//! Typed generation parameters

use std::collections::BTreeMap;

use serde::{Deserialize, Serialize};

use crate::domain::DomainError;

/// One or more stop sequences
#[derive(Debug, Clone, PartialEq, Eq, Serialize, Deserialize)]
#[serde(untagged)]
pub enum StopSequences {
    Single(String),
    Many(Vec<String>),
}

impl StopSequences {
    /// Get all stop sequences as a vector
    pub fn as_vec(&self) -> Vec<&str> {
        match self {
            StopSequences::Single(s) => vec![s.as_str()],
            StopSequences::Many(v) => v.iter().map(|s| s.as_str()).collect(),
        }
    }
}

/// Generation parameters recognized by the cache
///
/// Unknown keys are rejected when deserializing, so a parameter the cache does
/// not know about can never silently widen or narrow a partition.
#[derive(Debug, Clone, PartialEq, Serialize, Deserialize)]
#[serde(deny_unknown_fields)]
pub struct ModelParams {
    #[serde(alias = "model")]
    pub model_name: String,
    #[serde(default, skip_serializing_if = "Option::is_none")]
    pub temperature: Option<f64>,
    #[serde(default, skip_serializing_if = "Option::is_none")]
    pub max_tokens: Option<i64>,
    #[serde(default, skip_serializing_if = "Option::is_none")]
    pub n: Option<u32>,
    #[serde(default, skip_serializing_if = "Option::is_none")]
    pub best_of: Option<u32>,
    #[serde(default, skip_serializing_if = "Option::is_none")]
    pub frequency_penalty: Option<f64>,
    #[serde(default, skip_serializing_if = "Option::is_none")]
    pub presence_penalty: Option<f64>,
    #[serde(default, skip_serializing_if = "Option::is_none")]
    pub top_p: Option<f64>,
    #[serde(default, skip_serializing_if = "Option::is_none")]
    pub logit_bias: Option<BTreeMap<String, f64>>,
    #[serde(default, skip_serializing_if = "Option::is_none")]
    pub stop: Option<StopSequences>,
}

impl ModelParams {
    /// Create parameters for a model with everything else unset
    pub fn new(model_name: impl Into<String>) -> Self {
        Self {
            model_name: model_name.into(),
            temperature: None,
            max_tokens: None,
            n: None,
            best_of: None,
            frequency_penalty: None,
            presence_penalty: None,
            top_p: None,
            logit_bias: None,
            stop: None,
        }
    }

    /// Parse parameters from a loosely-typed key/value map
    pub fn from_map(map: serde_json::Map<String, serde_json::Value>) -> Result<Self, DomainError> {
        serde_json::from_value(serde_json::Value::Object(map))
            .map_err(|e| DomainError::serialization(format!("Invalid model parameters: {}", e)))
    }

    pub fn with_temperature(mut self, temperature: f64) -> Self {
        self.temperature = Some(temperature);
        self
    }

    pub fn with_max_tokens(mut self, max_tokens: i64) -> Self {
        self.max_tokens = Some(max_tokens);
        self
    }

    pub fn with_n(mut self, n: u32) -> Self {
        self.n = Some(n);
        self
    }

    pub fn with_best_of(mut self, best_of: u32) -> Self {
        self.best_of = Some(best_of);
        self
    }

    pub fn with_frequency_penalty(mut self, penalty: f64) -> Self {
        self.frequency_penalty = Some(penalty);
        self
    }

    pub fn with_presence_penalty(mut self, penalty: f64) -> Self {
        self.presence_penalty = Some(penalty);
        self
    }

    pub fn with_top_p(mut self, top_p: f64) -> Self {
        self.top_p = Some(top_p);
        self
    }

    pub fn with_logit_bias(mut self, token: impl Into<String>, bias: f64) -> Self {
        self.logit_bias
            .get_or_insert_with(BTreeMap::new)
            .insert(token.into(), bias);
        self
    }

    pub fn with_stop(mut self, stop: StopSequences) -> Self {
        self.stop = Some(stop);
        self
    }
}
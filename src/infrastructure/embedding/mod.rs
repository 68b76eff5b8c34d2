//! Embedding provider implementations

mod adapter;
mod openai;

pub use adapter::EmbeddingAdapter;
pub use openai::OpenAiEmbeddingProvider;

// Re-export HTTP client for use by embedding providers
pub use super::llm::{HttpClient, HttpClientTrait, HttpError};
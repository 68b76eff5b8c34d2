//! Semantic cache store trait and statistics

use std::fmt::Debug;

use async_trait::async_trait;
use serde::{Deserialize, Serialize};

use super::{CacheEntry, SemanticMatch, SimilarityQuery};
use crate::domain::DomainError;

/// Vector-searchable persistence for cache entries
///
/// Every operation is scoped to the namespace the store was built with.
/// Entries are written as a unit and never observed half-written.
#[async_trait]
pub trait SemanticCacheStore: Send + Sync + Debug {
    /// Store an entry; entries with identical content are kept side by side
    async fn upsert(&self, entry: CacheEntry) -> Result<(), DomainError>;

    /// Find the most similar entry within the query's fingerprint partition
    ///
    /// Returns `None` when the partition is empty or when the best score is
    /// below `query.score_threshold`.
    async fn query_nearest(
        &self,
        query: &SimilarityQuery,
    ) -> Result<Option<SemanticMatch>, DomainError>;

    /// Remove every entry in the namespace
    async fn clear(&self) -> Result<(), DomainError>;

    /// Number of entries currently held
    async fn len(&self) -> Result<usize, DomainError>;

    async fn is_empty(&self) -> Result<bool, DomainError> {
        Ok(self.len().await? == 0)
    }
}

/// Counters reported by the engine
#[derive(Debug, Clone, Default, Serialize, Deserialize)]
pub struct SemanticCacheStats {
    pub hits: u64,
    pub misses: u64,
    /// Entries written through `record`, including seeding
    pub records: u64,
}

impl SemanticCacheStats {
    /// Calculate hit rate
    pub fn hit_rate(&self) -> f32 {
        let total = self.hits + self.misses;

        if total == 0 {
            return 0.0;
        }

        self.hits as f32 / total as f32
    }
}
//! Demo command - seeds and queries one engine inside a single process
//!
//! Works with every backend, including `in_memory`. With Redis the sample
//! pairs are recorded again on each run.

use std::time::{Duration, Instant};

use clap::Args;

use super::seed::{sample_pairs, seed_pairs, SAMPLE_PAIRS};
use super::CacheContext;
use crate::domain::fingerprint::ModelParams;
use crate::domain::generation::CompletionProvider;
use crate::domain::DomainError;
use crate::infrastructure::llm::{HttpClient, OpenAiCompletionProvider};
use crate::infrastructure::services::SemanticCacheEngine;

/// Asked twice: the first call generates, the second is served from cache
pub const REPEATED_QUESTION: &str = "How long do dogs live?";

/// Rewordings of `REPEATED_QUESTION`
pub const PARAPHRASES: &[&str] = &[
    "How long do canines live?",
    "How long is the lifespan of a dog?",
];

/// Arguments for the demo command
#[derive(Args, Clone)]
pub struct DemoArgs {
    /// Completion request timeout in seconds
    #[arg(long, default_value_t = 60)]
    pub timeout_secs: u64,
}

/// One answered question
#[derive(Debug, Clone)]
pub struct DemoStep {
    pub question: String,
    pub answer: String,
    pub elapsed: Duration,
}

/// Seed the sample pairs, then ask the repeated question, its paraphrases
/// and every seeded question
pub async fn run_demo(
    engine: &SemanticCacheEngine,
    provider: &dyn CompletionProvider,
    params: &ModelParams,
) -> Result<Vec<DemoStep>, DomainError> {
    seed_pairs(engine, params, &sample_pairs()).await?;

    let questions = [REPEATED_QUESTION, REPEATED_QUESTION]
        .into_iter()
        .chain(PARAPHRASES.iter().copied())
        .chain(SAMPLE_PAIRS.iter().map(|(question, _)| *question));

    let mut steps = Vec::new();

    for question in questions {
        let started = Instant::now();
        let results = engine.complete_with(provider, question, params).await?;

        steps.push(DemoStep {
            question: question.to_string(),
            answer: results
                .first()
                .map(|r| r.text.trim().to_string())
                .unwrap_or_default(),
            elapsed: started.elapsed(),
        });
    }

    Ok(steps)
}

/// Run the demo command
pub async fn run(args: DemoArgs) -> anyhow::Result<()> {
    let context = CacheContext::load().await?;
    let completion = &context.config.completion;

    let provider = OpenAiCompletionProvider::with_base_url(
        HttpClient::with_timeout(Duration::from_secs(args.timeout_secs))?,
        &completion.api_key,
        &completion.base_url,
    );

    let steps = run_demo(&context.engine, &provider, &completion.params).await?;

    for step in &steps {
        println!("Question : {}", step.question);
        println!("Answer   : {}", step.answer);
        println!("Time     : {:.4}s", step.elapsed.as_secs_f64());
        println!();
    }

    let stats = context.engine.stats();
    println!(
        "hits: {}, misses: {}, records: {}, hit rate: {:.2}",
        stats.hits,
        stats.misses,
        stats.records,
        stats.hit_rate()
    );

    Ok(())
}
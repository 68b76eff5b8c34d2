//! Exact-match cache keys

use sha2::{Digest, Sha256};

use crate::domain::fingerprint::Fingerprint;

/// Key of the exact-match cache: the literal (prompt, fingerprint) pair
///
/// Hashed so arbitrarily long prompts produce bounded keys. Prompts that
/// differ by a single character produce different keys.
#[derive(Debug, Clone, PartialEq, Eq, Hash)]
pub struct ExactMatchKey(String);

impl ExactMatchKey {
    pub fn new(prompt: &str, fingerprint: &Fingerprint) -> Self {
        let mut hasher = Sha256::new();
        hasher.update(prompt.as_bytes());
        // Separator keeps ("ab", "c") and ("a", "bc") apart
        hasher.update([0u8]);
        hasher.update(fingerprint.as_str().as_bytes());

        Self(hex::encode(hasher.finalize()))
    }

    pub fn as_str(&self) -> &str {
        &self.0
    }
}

——

WHAT THE TASK REQUIRES: Where a line of the records includes "SemanticMatch", copy it.

RESPONSE FOR THIS EXERCISE:
use super::{CacheEntry, SemanticMatch, SimilarityQuery};
    ) -> Result<Option<SemanticMatch>, DomainError>;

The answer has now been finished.